FROM THE PRESIDENT

In the last year the huge task involved in protecting our fellow-citizens from earthquake risks in Europe has again been demonstrated.  Three fatal earthquakes have occurred in EAEE countries: in Molise Italy on 31.10.02; in Bingol, Turkey on 1.5.03, and in Boumerdes and surrounding towns in Algeria on 30.5.03. The Molise event killed 29, the Bingol event killed about 200, and we now know that the Algerian event killed over 2500. Worse than this, in two of these earthquakes - Molise and Bingol - the majority of the victims were school-children, killed in the collapse of school buildings belonging to the government. In Algeria too, public buildings did not escape: early reports stated that one hospital had collapsed.

Each of these events will have brought cruelly-learnt lessons to the country concerned; raising questions both about its own regulations and the control of its building industry.  In Italy, there has been a sudden spurt of progress in bringing forward new legislation, long urged by the scientific community, for extending the zones covered by earthquake codes to areas known to have an active seismicity but not previously covered; and in Turkey, the event will have brought new impetus to already-formed plans to improve building control and to evaluate vulnerable buildings in high risk areas such as Istanbul.

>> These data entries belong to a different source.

//! Session state persistence.
//!
//! Each running session owns `<dir>/devstate.<pid>.json`. The legacy
//! `<dir>/devstate.json` is also written while it is free or owned by this
//! session. Files are replaced atomically, so a concurrent reader sees either
//! the previous or the new content.

use std::path::{Path, PathBuf};
use std::sync::OnceLock;

use chrono::Utc;
use parking_lot::Mutex;
use regex::Regex;
use serde::{Deserialize, Serialize};
use tokio::fs;
use tracing::{debug, trace};
use uuid::Uuid;

use crate::domain::{ForwardedPort, Platform};
use crate::error::{Error, Result};

/// Default directory of state files, relative to the component directory.
pub const DEFAULT_STATE_DIR: &str = ".odo";

/// State file kept for tools reading a single well-known path.
pub const LEGACY_STATE_FILE: &str = "devstate.json";

fn session_file_regex() -> &'static Regex {
    static RE: OnceLock<Regex> = OnceLock::new();
    RE.get_or_init(|| Regex::new(r"^devstate\.[0-9]+\.json$").expect("valid regex"))
}

fn any_state_file_regex() -> &'static Regex {
    static RE: OnceLock<Regex> = OnceLock::new();
    RE.get_or_init(|| Regex::new(r"^devstate(\.[0-9]+)?\.json$").expect("valid regex"))
}

/// Content of a state file.
#[derive(Debug, Clone, PartialEq, Eq, Serialize, Deserialize, Default)]
#[serde(rename_all = "camelCase")]
pub struct SessionState {
    /// Seconds since the epoch of the last change to the forwarded ports.
    #[serde(default)]
    pub timestamp: i64,
    #[serde(default)]
    pub pid: u32,
    #[serde(default, skip_serializing_if = "Option::is_none")]
    pub platform: Option<Platform>,
    #[serde(default)]
    pub forwarded_ports: Vec<ForwardedPort>,
}

/// Whether a process with this pid is alive.
#[cfg(unix)]
pub fn pid_exists(pid: u32) -> bool {
    use nix::errno::Errno;
    use nix::sys::signal::kill;
    use nix::unistd::Pid;

    let Ok(raw) = i32::try_from(pid) else {
        return false;
    };
    if raw <= 0 {
        return false;
    }
    match kill(Pid::from_raw(raw), None) {
        Ok(()) | Err(Errno::EPERM) => true,
        Err(_) => false,
    }
}

#[cfg(not(unix))]
pub fn pid_exists(_pid: u32) -> bool {
    true
}

/// Reads a state file, treating empty or corrupt content as an empty state.
async fn read_state_file(path: &Path) -> Result<SessionState> {
    let content = fs::read(path).await?;
    Ok(serde_json::from_slice(&content).unwrap_or_else(|e| {
        debug!(path = %path.display(), error = %e, "ignoring unreadable state file");
        SessionState::default()
    }))
}

/// Lists state files of `dir` whose name matches `re`, sorted by name.
async fn list_state_files(dir: &Path, re: &Regex) -> Result<Vec<PathBuf>> {
    let mut entries = match fs::read_dir(dir).await {
        Ok(entries) => entries,
        Err(e) if e.kind() == std::io::ErrorKind::NotFound => return Ok(Vec::new()),
        Err(e) => return Err(e.into()),
    };
    let mut files = Vec::new();
    while let Some(entry) = entries.next_entry().await? {
        if entry.file_name().to_str().is_some_and(|name| re.is_match(name)) {
            files.push(entry.path());
        }
    }
    files.sort();
    Ok(files)
}

/// Persists the forwarded ports of one session.
pub struct StateStore {
    dir: PathBuf,
    pid: u32,
    platform: Platform,
    content: Mutex<SessionState>,
    write_lock: tokio::sync::Mutex<()>,
}

impl StateStore {
    pub fn new(dir: impl Into<PathBuf>, pid: u32, platform: Platform) -> Self {
        Self {
            dir: dir.into(),
            pid,
            platform,
            content: Mutex::new(SessionState {
                pid,
                platform: Some(platform),
                ..Default::default()
            }),
            write_lock: tokio::sync::Mutex::new(()),
        }
    }

    /// Store for the running process.
    pub fn for_current_process(dir: impl Into<PathBuf>, platform: Platform) -> Self {
        Self::new(dir, std::process::id(), platform)
    }

    pub fn pid(&self) -> u32 {
        self.pid
    }

    pub fn platform(&self) -> Platform {
        self.platform
    }

    /// Path of this session's state file.
    pub fn path(&self) -> PathBuf {
        self.dir.join(format!("devstate.{}.json", self.pid))
    }

    pub fn legacy_path(&self) -> PathBuf {
        self.dir.join(LEGACY_STATE_FILE)
    }

    /// Snapshot of the state as last written by this store.
    pub fn current(&self) -> SessionState {
        self.content.lock().clone()
    }

    /// Writes the session identity with no forwarded port.
    pub async fn init(&self) -> Result<()> {
        self.update(|c| {
            c.forwarded_ports.clear();
            c.timestamp = Utc::now().timestamp();
        })
        .await
    }

    /// Replaces the forwarded ports, keeping the other fields.
    pub async fn set_forwarded_ports(&self, ports: Vec<ForwardedPort>) -> Result<()> {
        debug!(count = ports.len(), "saving forwarded ports");
        self.update(|c| {
            c.forwarded_ports = ports;
            c.timestamp = Utc::now().timestamp();
        })
        .await
    }

    /// Records a clean exit: no port is forwarded anymore, the file stays.
    pub async fn save_exit(&self) -> Result<()> {
        self.update(|c| c.forwarded_ports.clear()).await
    }

    async fn update(&self, apply: impl FnOnce(&mut SessionState)) -> Result<()> {
        let _guard = self.write_lock.lock().await;
        let snapshot = {
            let mut content = self.content.lock();
            apply(&mut *content);
            content.pid = self.pid;
            content.platform = Some(self.platform);
            content.clone()
        };
        self.save(&snapshot).await
    }

    async fn save(&self, content: &SessionState) -> Result<()> {
        self.check_first_in_platform().await?;
        fs::create_dir_all(&self.dir).await?;
        if self.is_legacy_free_or_owned().await? {
            self.write_file(&self.legacy_path(), content).await?;
        }
        self.write_file(&self.path(), content).await
    }

    async fn write_file(&self, path: &Path, content: &SessionState) -> Result<()> {
        let mut json = Vec::new();
        let formatter = serde_json::ser::PrettyFormatter::with_indent(b" ");
        let mut serializer = serde_json::Serializer::with_formatter(&mut json, formatter);
        content.serialize(&mut serializer)?;

        let temp_path = self.dir.join(format!(".devstate.{}.tmp", Uuid::new_v4()));
        fs::write(&temp_path, &json).await?;
        if let Err(e) = fs::rename(&temp_path, path).await {
            let _ = fs::remove_file(&temp_path).await;
            return Err(e.into());
        }
        trace!(path = %path.display(), "state file written");
        Ok(())
    }

    async fn is_legacy_free_or_owned(&self) -> Result<bool> {
        let saved = match read_state_file(&self.legacy_path()).await {
            Ok(saved) => saved,
            Err(Error::Io(e)) if e.kind() == std::io::ErrorKind::NotFound => return Ok(true),
            Err(e) => return Err(e),
        };
        Ok(saved.pid == 0 || saved.pid == self.pid || !pid_exists(saved.pid))
    }

    /// Fails when another live session already runs on this platform.
    async fn check_first_in_platform(&self) -> Result<()> {
        for path in list_state_files(&self.dir, session_file_regex()).await? {
            let content = read_state_file(&path).await?;
            if content.platform != Some(self.platform) || content.pid == self.pid {
                continue;
            }
            if pid_exists(content.pid) {
                return Err(Error::AlreadyRunning {
                    platform: self.platform.to_string(),
                    pid: content.pid,
                });
            }
        }
        Ok(())
    }

    /// Reads back this session's state file.
    pub async fn read(&self) -> Result<SessionState> {
        read_state_file(&self.path()).await
    }

    /// Forwarded ports of the live sessions on `platform`, or on every platform.
    pub async fn get_forwarded_ports(&self, platform: Option<Platform>) -> Result<Vec<ForwardedPort>> {
        get_forwarded_ports(&self.dir, platform, self.pid).await
    }

    /// State files left behind by sessions whose process is gone.
    pub async fn orphan_files(&self) -> Result<Vec<PathBuf>> {
        let mut orphans = Vec::new();
        for path in list_state_files(&self.dir, any_state_file_regex()).await? {
            let content = read_state_file(&path).await?;
            if content.pid == 0 || content.pid == self.pid || pid_exists(content.pid) {
                continue;
            }
            debug!(pid = content.pid, path = %path.display(), "orphan state file");
            let full = fs::canonicalize(&path).await.unwrap_or(path);
            orphans.push(full);
        }
        Ok(orphans)
    }
}

/// Forwarded ports recorded in `dir` by live sessions.
///
/// `own_pid` is always considered alive. Files of dead sessions are skipped.
pub async fn get_forwarded_ports(
    dir: &Path,
    platform: Option<Platform>,
    own_pid: u32,
) -> Result<Vec<ForwardedPort>> {
    let platforms: Vec<Platform> = match platform {
        Some(p) => vec![p],
        None => Platform::ALL.to_vec(),
    };

    let mut sessions = Vec::new();
    for path in list_state_files(dir, session_file_regex()).await? {
        let content = read_state_file(&path).await?;
        if content.pid != own_pid && !pid_exists(content.pid) {
            trace!(pid = content.pid, "skipping state of finished session");
            continue;
        }
        sessions.push(content);
    }

    let mut result = Vec::new();
    for platform in platforms {
        for content in sessions.iter().filter(|c| c.platform == Some(platform)) {
            result.extend(content.forwarded_ports.iter().cloned());
        }
    }
    Ok(result)
}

In whichever European country we live, the public cannot have failed to be affected by the images of misery and despair which the news reporting of these events brought to their television screens. But, on the positive side, the public exposure of the earthquake risk problem provides those of us concerned with earthquake protection with a “window of opportunity” for making progress in reducing risks throughout Europe. Surprisingly, there is no country in Europe in which there is a law or regulation in place which requires all buildings, or even all public buildings, in high-risk areas to be examined, evaluated against likely earthquakes, and strengthened if found wanting.  We need and deserve this much government attention and the resources to match it; and perhaps these tragic events of 2002/03 provide us with the window of opportunity which is required to set this process in motion.